#### PROVIDED ENTRIES:
//! Plugins compiled into the devkit binary.

use crate::engine::PluginContext;
use crate::song::Song;

use super::types::{Params, SongPlugin};

/// A plugin that accepts no parameters and leaves the song untouched.
///
/// Handy for checking that a host can reach the devkit at all.
#[derive(Debug, Default, Clone, Copy)]
pub struct HelloWorldPlugin;

impl SongPlugin for HelloWorldPlugin {
    fn provider_id(&self) -> &str {
        "andantei"
    }

    fn plugin_id(&self) -> &str {
        "hello-world"
    }

    fn run(&self, _song: &mut Song, _params: &Params, _ctx: &PluginContext) -> anyhow::Result<()> {
        Ok(())
    }
}

/// Manifest entry matching [`HelloWorldPlugin`], used when no bundle file
/// is given on the command line.
pub const HELLO_WORLD_BUNDLE: &str = r#"{
  "plugins": [
    {
      "providerId": "andantei",
      "pluginId": "hello-world",
      "providerDisplayName": "Andantei",
      "pluginDisplayName": { "en": "Hello World", "zh": "你好世界" },
      "pluginDescription": { "en": "A plugin that does nothing", "zh": "什么也不做的插件" },
      "version": "1.0.0",
      "triggers": [{ "type": "song" }]
    }
  ]
}"#;

#[cfg(test)]
mod tests {
    use super::*;
    use crate::plugins::{BundleManifest, PluginRegistry};
    use std::sync::Arc;

    #[test]
    fn test_builtin_bundle_matches_plugin() {
        let manifest = BundleManifest::from_json_str(HELLO_WORLD_BUNDLE).unwrap();
        let registry =
            PluginRegistry::register(vec![Arc::new(HelloWorldPlugin)], manifest).unwrap();
        assert!(registry.resolve("andantei", "hello-world").is_ok());
    }

    #[test]
    fn test_hello_world_is_noop() {
        let mut song = Song::new();
        song.set("title", "untouched");
        let before = song.clone();
        HelloWorldPlugin
            .run(&mut song, &Params::new(), &PluginContext::detached())
            .unwrap();
        assert_eq!(song, before);
    }
}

#### WHAT YOU ARE ASKED TO DO:
Show the lines of the records that contain the word "Params".

#### SOLUTION FOR THIS PROBLEM:
use super::types::{Params, SongPlugin};
    fn run(&self, _song: &mut Song, _params: &Params, _ctx: &PluginContext) -> anyhow::Result<()> {
            .run(&mut song, &Params::new(), &PluginContext::detached())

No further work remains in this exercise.